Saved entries
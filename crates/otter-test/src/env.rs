//! Per-context environment and global stubs
//!
//! Each execution context sees its own copy of the environment, taken from
//! explicit settings plus an allowlisted snapshot of the host. Tests mutate
//! that copy through stubs; the host process environment is never written.
//!
//! Every stub records the value it replaced the first time a key is stubbed,
//! so `unstub_all_*` restores exactly the state from before the first stub,
//! including "was not set".

use std::collections::BTreeMap;

use otter_test_mock::Value;
use parking_lot::Mutex;
use tracing::debug;

/// Patterns that are never copied from the host.
pub const DEFAULT_DENY_PATTERNS: &[&str] = &[
    "AWS_*",
    "*_SECRET*",
    "*_TOKEN*",
    "*_PASSWORD",
    "*_API_KEY",
    "*_PRIVATE_*",
];

#[derive(Debug, Default)]
struct EnvState {
    vars: BTreeMap<String, String>,
    env_priors: BTreeMap<String, Option<String>>,
    globals: BTreeMap<String, Value>,
    global_priors: BTreeMap<String, Option<Value>>,
}

/// Environment variables and globals visible to one execution context.
#[derive(Debug, Default)]
pub struct EnvStore {
    state: Mutex<EnvState>,
}

impl EnvStore {
    /// An empty store.
    pub fn new() -> Self {
        Self::default()
    }

    pub fn builder() -> EnvStoreBuilder {
        EnvStoreBuilder::new()
    }

    pub fn get(&self, key: &str) -> Option<String> {
        self.state.lock().vars.get(key).cloned()
    }

    pub fn contains(&self, key: &str) -> bool {
        self.state.lock().vars.contains_key(key)
    }

    /// All visible variables.
    pub fn vars(&self) -> BTreeMap<String, String> {
        self.state.lock().vars.clone()
    }

    /// Set or remove a base variable. Not recorded as a stub.
    pub fn set(&self, key: &str, value: Option<String>) {
        let mut state = self.state.lock();
        match value {
            Some(value) => state.vars.insert(key.to_string(), value),
            None => state.vars.remove(key),
        };
    }

    /// Override `key` until the next [`unstub_all_envs`](Self::unstub_all_envs).
    ///
    /// `None` removes the variable.
    pub fn stub_env(&self, key: &str, value: Option<&str>) {
        let mut state = self.state.lock();
        let prior = state.vars.get(key).cloned();
        state.env_priors.entry(key.to_string()).or_insert(prior);
        match value {
            Some(value) => state.vars.insert(key.to_string(), value.to_string()),
            None => state.vars.remove(key),
        };
    }

    /// Restore every stubbed variable. Calling it again is a no-op.
    pub fn unstub_all_envs(&self) {
        let mut state = self.state.lock();
        let priors = std::mem::take(&mut state.env_priors);
        if !priors.is_empty() {
            debug!(count = priors.len(), "restoring stubbed env vars");
        }
        for (key, prior) in priors {
            match prior {
                Some(value) => state.vars.insert(key, value),
                None => state.vars.remove(&key),
            };
        }
    }

    pub fn global(&self, name: &str) -> Option<Value> {
        self.state.lock().globals.get(name).cloned()
    }

    /// Override global `name` until the next [`unstub_all_globals`](Self::unstub_all_globals).
    pub fn stub_global(&self, name: &str, value: Value) {
        let mut state = self.state.lock();
        let prior = state.globals.get(name).cloned();
        state.global_priors.entry(name.to_string()).or_insert(prior);
        state.globals.insert(name.to_string(), value);
    }

    /// Restore every stubbed global. Calling it again is a no-op.
    pub fn unstub_all_globals(&self) {
        let mut state = self.state.lock();
        let priors = std::mem::take(&mut state.global_priors);
        for (name, prior) in priors {
            match prior {
                Some(value) => state.globals.insert(name, value),
                None => state.globals.remove(&name),
            };
        }
    }

    /// Whether any stub is outstanding.
    pub fn has_stubs(&self) -> bool {
        let state = self.state.lock();
        !state.env_priors.is_empty() || !state.global_priors.is_empty()
    }
}

/// Builder for [`EnvStore`].
#[derive(Debug, Clone)]
pub struct EnvStoreBuilder {
    explicit: BTreeMap<String, String>,
    passthrough: Vec<String>,
    deny_patterns: Vec<String>,
}

impl Default for EnvStoreBuilder {
    fn default() -> Self {
        Self::new()
    }
}

impl EnvStoreBuilder {
    pub fn new() -> Self {
        Self {
            explicit: BTreeMap::new(),
            passthrough: Vec::new(),
            deny_patterns: DEFAULT_DENY_PATTERNS.iter().map(|s| s.to_string()).collect(),
        }
    }

    /// Set an explicit variable. Explicit variables ignore deny patterns.
    pub fn explicit(mut self, key: impl Into<String>, value: impl Into<String>) -> Self {
        self.explicit.insert(key.into(), value.into());
        self
    }

    pub fn explicit_vars(mut self, vars: impl IntoIterator<Item = (String, String)>) -> Self {
        self.explicit.extend(vars);
        self
    }

    /// Copy host variables matching any of `patterns` (`*`, `PREFIX*`, `*SUFFIX`, `*INNER*`).
    pub fn passthrough(mut self, patterns: &[&str]) -> Self {
        self.passthrough
            .extend(patterns.iter().map(|s| s.to_string()));
        self
    }

    pub fn deny_pattern(mut self, pattern: impl Into<String>) -> Self {
        self.deny_patterns.push(pattern.into());
        self
    }

    pub fn without_default_deny_patterns(mut self) -> Self {
        self.deny_patterns
            .retain(|p| !DEFAULT_DENY_PATTERNS.contains(&p.as_str()));
        self
    }

    pub fn build(self) -> EnvStore {
        self.build_from(std::env::vars())
    }

    /// Build against an explicit host snapshot.
    pub fn build_from(self, host: impl IntoIterator<Item = (String, String)>) -> EnvStore {
        let mut vars: BTreeMap<String, String> = host
            .into_iter()
            .filter(|(key, _)| {
                self.passthrough.iter().any(|p| matches_pattern(p, key))
                    && !self.deny_patterns.iter().any(|p| matches_pattern(p, key))
            })
            .collect();
        vars.extend(self.explicit);
        EnvStore {
            state: Mutex::new(EnvState {
                vars,
                ..Default::default()
            }),
        }
    }
}

/// Simple glob match: `*`, `FOO*`, `*FOO`, `*FOO*` or exact.
fn matches_pattern(pattern: &str, key: &str) -> bool {
    if pattern == "*" {
        return true;
    }
    let starts_with_star = pattern.starts_with('*');
    let ends_with_star = pattern.len() > 1 && pattern.ends_with('*');

    match (starts_with_star, ends_with_star) {
        (true, true) => key.contains(&pattern[1..pattern.len() - 1]),
        (true, false) => key.ends_with(&pattern[1..]),
        (false, true) => key.starts_with(&pattern[..pattern.len() - 1]),
        (false, false) => pattern == key,
    }
}

#[cfg(test)]
mod tests {
    use super::*;

    fn host() -> Vec<(String, String)> {
        vec![
            ("HOME".to_string(), "/home/me".to_string()),
            ("PATH".to_string(), "/bin".to_string()),
            ("GITHUB_TOKEN".to_string(), "secret".to_string()),
        ]
    }

    #[test]
    fn test_matches_pattern() {
        assert!(matches_pattern("*", "ANY"));
        assert!(matches_pattern("AWS_*", "AWS_REGION"));
        assert!(matches_pattern("*_KEY", "API_KEY"));
        assert!(matches_pattern("*_SECRET*", "MY_SECRET_VALUE"));
        assert!(!matches_pattern("HOME", "HOMEBREW"));
    }

    #[test]
    fn test_passthrough_respects_deny() {
        let store = EnvStore::builder()
            .passthrough(&["*"])
            .explicit("NODE_ENV", "test")
            .build_from(host());
        assert_eq!(store.get("HOME").as_deref(), Some("/home/me"));
        assert_eq!(store.get("NODE_ENV").as_deref(), Some("test"));
        assert!(store.get("GITHUB_TOKEN").is_none());
    }

    #[test]
    fn test_stub_and_restore() {
        let store = EnvStore::builder()
            .passthrough(&["HOME"])
            .build_from(host());

        store.stub_env("HOME", Some("/tmp"));
        store.stub_env("HOME", Some("/tmp2"));
        store.stub_env("NEW_VAR", Some("1"));
        store.stub_env("PATH", None);
        assert_eq!(store.get("HOME").as_deref(), Some("/tmp2"));
        assert!(store.has_stubs());

        store.unstub_all_envs();
        assert_eq!(store.get("HOME").as_deref(), Some("/home/me"));
        assert!(!store.contains("NEW_VAR"));
        assert!(!store.contains("PATH"));

        // idempotent
        store.unstub_all_envs();
        assert_eq!(store.get("HOME").as_deref(), Some("/home/me"));
        assert!(!store.has_stubs());
    }

    #[test]
    fn test_stub_global() {
        let store = EnvStore::new();
        store.stub_global("fetch", Value::from("mocked"));
        assert_eq!(store.global("fetch"), Some(Value::from("mocked")));
        store.unstub_all_globals();
        assert!(store.global("fetch").is_none());
        store.unstub_all_globals();
        assert!(store.global("fetch").is_none());
    }
}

What needs to be done:
Each line in the records above that contains the word "Mutex" must be copied.

Task output:
use parking_lot::Mutex;
    state: Mutex<EnvState>,
            state: Mutex::new(EnvState {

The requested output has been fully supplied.